### Problem statement
Reproduce exactly the lines that run from the start of the records below to the line with "fn now_unix_millis() ->", inclusive.

### Stored items
──────
//! Multi-dimensional capacity manager (spec §4.3).
//!
//! Live per-model counters for tokens/sec, requests/sec, concurrency, and a
//! configured max context length. Grounded on the `RwLock<HashMap<String,
//! QuotaState>>` + per-key entry shape of `QuotaTracker` in
//! `other_examples/810357af_first-fluke-cratos__crates-cratos-llm-src-quota-mod.rs.rs`,
//! turned from "observe remote limits" into "enforce local limits".

use std::sync::atomic::{AtomicU32, AtomicU64, Ordering};
use std::time::Duration;

use dashmap::DashMap;
use serde::{Deserialize, Serialize};

use crate::model::{CapacityConfig, CapacitySnapshot};

#[derive(Debug, Clone, Copy, PartialEq, Eq, Serialize, Deserialize)]
#[serde(rename_all = "snake_case")]
pub enum DegradationMode {
    FailOpen,
    FailClosed,
    Cached,
}

struct LiveCapacity {
    config: CapacityConfig,
    /// Fixed-point tokens/sec * 1000, for lock-free atomic adjustment.
    tokens_per_sec_milli: AtomicU64,
    requests_in_flight: AtomicU32,
    concurrent: AtomicU32,
    /// Start (unix millis) of the current 1s request-rate window.
    request_window_started_ms: AtomicU64,
    requests_in_window: AtomicU32,
}

fn now_unix_millis() -> u64 {
    std::time::SystemTime::now()
        .duration_since(std::time::UNIX_EPOCH)
        .map(|d| d.as_millis() as u64)
        .unwrap_or(0)
}

impl LiveCapacity {
    fn snapshot(&self, model: &str) -> CapacitySnapshot {
        CapacitySnapshot {
            model: model.to_string(),
            tokens_per_sec: self.tokens_per_sec_milli.load(Ordering::Relaxed) as f64 / 1000.0,
            concurrent: self.concurrent.load(Ordering::Relaxed),
            max_tokens_per_sec: self.config.max_tokens_per_sec,
            max_concurrent: self.config.max_concurrent,
        }
    }
}

pub struct AcquireRequest {
    pub model: String,
    pub request_id: String,
    pub estimated_tokens: u64,
    pub estimated_duration: Duration,
    pub estimated_context_length: u32,
}

#[derive(Debug, Clone)]
pub struct CapacityLease {
    pub request_id: String,
    pub model: String,
    pub reserved_tokens_per_sec_milli: i64,
}

/// Per-model health probe result used to drive degradation policy.
pub enum ProbeHealth {
    Healthy,
    Unavailable,
}

pub struct CapacityManager {
    models: DashMap<String, LiveCapacity>,
    /// request_id -> whether it has already been released (idempotency).
    released: DashMap<String, ()>,
    degradation: DegradationMode,
    fail_open_token_floor: u64,
    cached_snapshot: DashMap<String, CapacitySnapshot>,
}

impl CapacityManager {
    pub fn new(configs: Vec<CapacityConfig>, degradation: DegradationMode, fail_open_token_floor: u64) -> Self {
        let models = DashMap::new();
        for cfg in configs {
            models.insert(
                cfg.model_family.clone(),
                LiveCapacity {
                    config: cfg,
                    tokens_per_sec_milli: AtomicU64::new(0),
                    requests_in_flight: AtomicU32::new(0),
                    concurrent: AtomicU32::new(0),
                    request_window_started_ms: AtomicU64::new(0),
                    requests_in_window: AtomicU32::new(0),
                },
            );
        }
        Self {
            models,
            released: DashMap::new(),
            degradation,
            fail_open_token_floor,
            cached_snapshot: DashMap::new(),
        }
    }

    /// Attempts to admit `req`. Returns `Ok(lease)` on success, `Err(())` if
    /// the model's counters would exceed their configured maxima or the
    /// estimated context length exceeds `max_context_length`.
    pub fn try_acquire(&self, req: &AcquireRequest, probe: ProbeHealth) -> Result<CapacityLease, CapacityDenied> {
        if matches!(probe, ProbeHealth::Unavailable) {
            return self.acquire_degraded(req);
        }

        let Some(live) = self.models.get(&req.model) else {
            // Unknown model: behave as fail-open with a conservative floor so
            // an un-configured model family doesn't wedge the whole gateway.
            return self.acquire_degraded(req);
        };

        if req.estimated_context_length > live.config.max_context_length {
            return Err(CapacityDenied::ContextTooLarge);
        }

        let secs = req.estimated_duration.as_secs_f64().max(0.001);
        let burden_milli = ((req.estimated_tokens as f64 / secs) * 1000.0) as i64;

        let current_milli = live.tokens_per_sec_milli.load(Ordering::Acquire) as i64;
        let max_milli = (live.config.max_tokens_per_sec * 1000.0) as i64;
        if current_milli + burden_milli > max_milli {
            return Err(CapacityDenied::CapacityExceeded);
        }

        let concurrent = live.concurrent.load(Ordering::Acquire);
        if concurrent + 1 > live.config.max_concurrent {
            return Err(CapacityDenied::CapacityExceeded);
        }

        let now_ms = now_unix_millis();
        let window_started = live.request_window_started_ms.load(Ordering::Acquire);
        if now_ms.saturating_sub(window_started) >= 1000 {
            live.request_window_started_ms.store(now_ms, Ordering::Release);
            live.requests_in_window.store(0, Ordering::Release);
        }
        let in_window = live.requests_in_window.load(Ordering::Acquire);
        if in_window as f64 + 1.0 > live.config.max_rps {
            return Err(CapacityDenied::CapacityExceeded);
        }

        live.tokens_per_sec_milli
            .fetch_add(burden_milli as u64, Ordering::AcqRel);
        live.concurrent.fetch_add(1, Ordering::AcqRel);
        live.requests_in_flight.fetch_add(1, Ordering::AcqRel);
        live.requests_in_window.fetch_add(1, Ordering::AcqRel);

        Ok(CapacityLease {
            request_id: req.request_id.clone(),
            model: req.model.clone(),
            reserved_tokens_per_sec_milli: burden_milli,
        })
    }

    fn acquire_degraded(&self, req: &AcquireRequest) -> Result<CapacityLease, CapacityDenied> {
        match self.degradation {
            DegradationMode::FailClosed => Err(CapacityDenied::ServiceUnavailable),
            DegradationMode::FailOpen => Ok(CapacityLease {
                request_id: req.request_id.clone(),
                model: req.model.clone(),
                reserved_tokens_per_sec_milli: self.fail_open_token_floor as i64 * 1000,
            }),
            DegradationMode::Cached => {
                if self.cached_snapshot.contains_key(&req.model) {
                    Ok(CapacityLease {
                        request_id: req.request_id.clone(),
                        model: req.model.clone(),
                        reserved_tokens_per_sec_milli: self.fail_open_token_floor as i64 * 1000,
                    })
                } else {
                    Err(CapacityDenied::ServiceUnavailable)
                }
            }
        }
    }

    /// Releases a lease, applying the delta between actual and estimated
    /// consumption. Idempotent per request id.
    pub fn release(&self, lease: &CapacityLease, actual_tokens: u64, actual_duration: Duration) {
        if self.released.insert(lease.request_id.clone(), ()).is_some() {
            return;
        }
        let Some(live) = self.models.get(&lease.model) else {
            return;
        };
        let secs = actual_duration.as_secs_f64().max(0.001);
        let actual_milli = ((actual_tokens as f64 / secs) * 1000.0) as i64;
        let delta = actual_milli - lease.reserved_tokens_per_sec_milli;

        let mut cur = live.tokens_per_sec_milli.load(Ordering::Acquire) as i64;
        loop {
            let next = (cur + delta).max(0);
            match live.tokens_per_sec_milli.compare_exchange(
                cur as u64,
                next as u64,
                Ordering::AcqRel,
                Ordering::Acquire,
            ) {
                Ok(_) => break,
                Err(observed) => cur = observed as i64,
            }
        }
        live.concurrent.fetch_sub(1, Ordering::AcqRel);
        live.requests_in_flight.fetch_sub(1, Ordering::AcqRel);
        self.cached_snapshot
            .insert(lease.model.clone(), live.snapshot(&lease.model));
    }

    pub fn snapshot(&self, model: &str) -> Option<CapacitySnapshot> {
        self.models.get(model).map(|l| l.snapshot(model))
    }

    pub fn all_snapshots(&self) -> Vec<CapacitySnapshot> {
        self.models.iter().map(|e| e.value().snapshot(e.key())).collect()
    }
}

#[derive(Debug, Clone, Copy, PartialEq, Eq)]
pub enum CapacityDenied {
    CapacityExceeded,
    ContextTooLarge,
    ServiceUnavailable,
}

#[cfg(test)]
mod tests {
    use super::*;

    fn cfg() -> CapacityConfig {
        CapacityConfig {
            model_family: "gpt-4".into(),
            max_tokens_per_sec: 100.0,
            max_rps: 10.0,
            max_concurrent: 2,
            max_context_length: 8192,
        }
    }

    fn req(id: &str, tokens: u64) -> AcquireRequest {
        AcquireRequest {
            model: "gpt-4".into(),
            request_id: id.into(),
            estimated_tokens: tokens,
            estimated_duration: Duration::from_secs(1),
            estimated_context_length: 100,
        }
    }

    #[test]
    fn release_is_idempotent_and_restores_counters() {
        let mgr = CapacityManager::new(vec![cfg()], DegradationMode::FailClosed, 10);
        let lease = mgr.try_acquire(&req("1", 50), ProbeHealth::Healthy).unwrap();
        let before = mgr.snapshot("gpt-4").unwrap();
        assert_eq!(before.concurrent, 1);

        mgr.release(&lease, 50, Duration::from_secs(1));
        let after = mgr.snapshot("gpt-4").unwrap();
        assert_eq!(after.concurrent, 0);
        assert_eq!(after.tokens_per_sec, 0.0);

        // Duplicate release must not double-decrement.
        mgr.release(&lease, 50, Duration::from_secs(1));
        let still = mgr.snapshot("gpt-4").unwrap();
        assert_eq!(still.concurrent, 0);
    }

    #[test]
    fn admission_rejected_once_concurrency_exhausted() {
        let mgr = CapacityManager::new(vec![cfg()], DegradationMode::FailClosed, 10);
        let _l1 = mgr.try_acquire(&req("1", 1), ProbeHealth::Healthy).unwrap();
        let _l2 = mgr.try_acquire(&req("2", 1), ProbeHealth::Healthy).unwrap();
        let denied = mgr.try_acquire(&req("3", 1), ProbeHealth::Healthy);
        assert_eq!(denied.unwrap_err(), CapacityDenied::CapacityExceeded);
    }

    #[test]
    fn admission_rejected_once_rps_exhausted() {
        let mut low_rps = cfg();
        low_rps.max_rps = 1.0;
        low_rps.max_concurrent = 10;
        let mgr = CapacityManager::new(vec![low_rps], DegradationMode::FailClosed, 10);
        let _l1 = mgr.try_acquire(&req("1", 1), ProbeHealth::Healthy).unwrap();
        let denied = mgr.try_acquire(&req("2", 1), ProbeHealth::Healthy);
        assert_eq!(denied.unwrap_err(), CapacityDenied::CapacityExceeded);
    }

    #[test]
    fn fail_closed_degradation_refuses_new_admissions() {
        let mgr = CapacityManager::new(vec![cfg()], DegradationMode::FailClosed, 10);
        let denied = mgr.try_acquire(&req("1", 1), ProbeHealth::Unavailable);
        assert_eq!(denied.unwrap_err(), CapacityDenied::ServiceUnavailable);
    }
}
──────
### Your response
//! Multi-dimensional capacity manager (spec §4.3).
//!
//! Live per-model counters for tokens/sec, requests/sec, concurrency, and a
//! configured max context length. Grounded on the `RwLock<HashMap<String,
//! QuotaState>>` + per-key entry shape of `QuotaTracker` in
//! `other_examples/810357af_first-fluke-cratos__crates-cratos-llm-src-quota-mod.rs.rs`,
//! turned from "observe remote limits" into "enforce local limits".

use std::sync::atomic::{AtomicU32, AtomicU64, Ordering};
use std::time::Duration;

use dashmap::DashMap;
use serde::{Deserialize, Serialize};

use crate::model::{CapacityConfig, CapacitySnapshot};

#[derive(Debug, Clone, Copy, PartialEq, Eq, Serialize, Deserialize)]
#[serde(rename_all = "snake_case")]
pub enum DegradationMode {
    FailOpen,
    FailClosed,
    Cached,
}

struct LiveCapacity {
    config: CapacityConfig,
    /// Fixed-point tokens/sec * 1000, for lock-free atomic adjustment.
    tokens_per_sec_milli: AtomicU64,
    requests_in_flight: AtomicU32,
    concurrent: AtomicU32,
    /// Start (unix millis) of the current 1s request-rate window.
    request_window_started_ms: AtomicU64,
    requests_in_window: AtomicU32,
}

fn now_unix_millis() -> u64 {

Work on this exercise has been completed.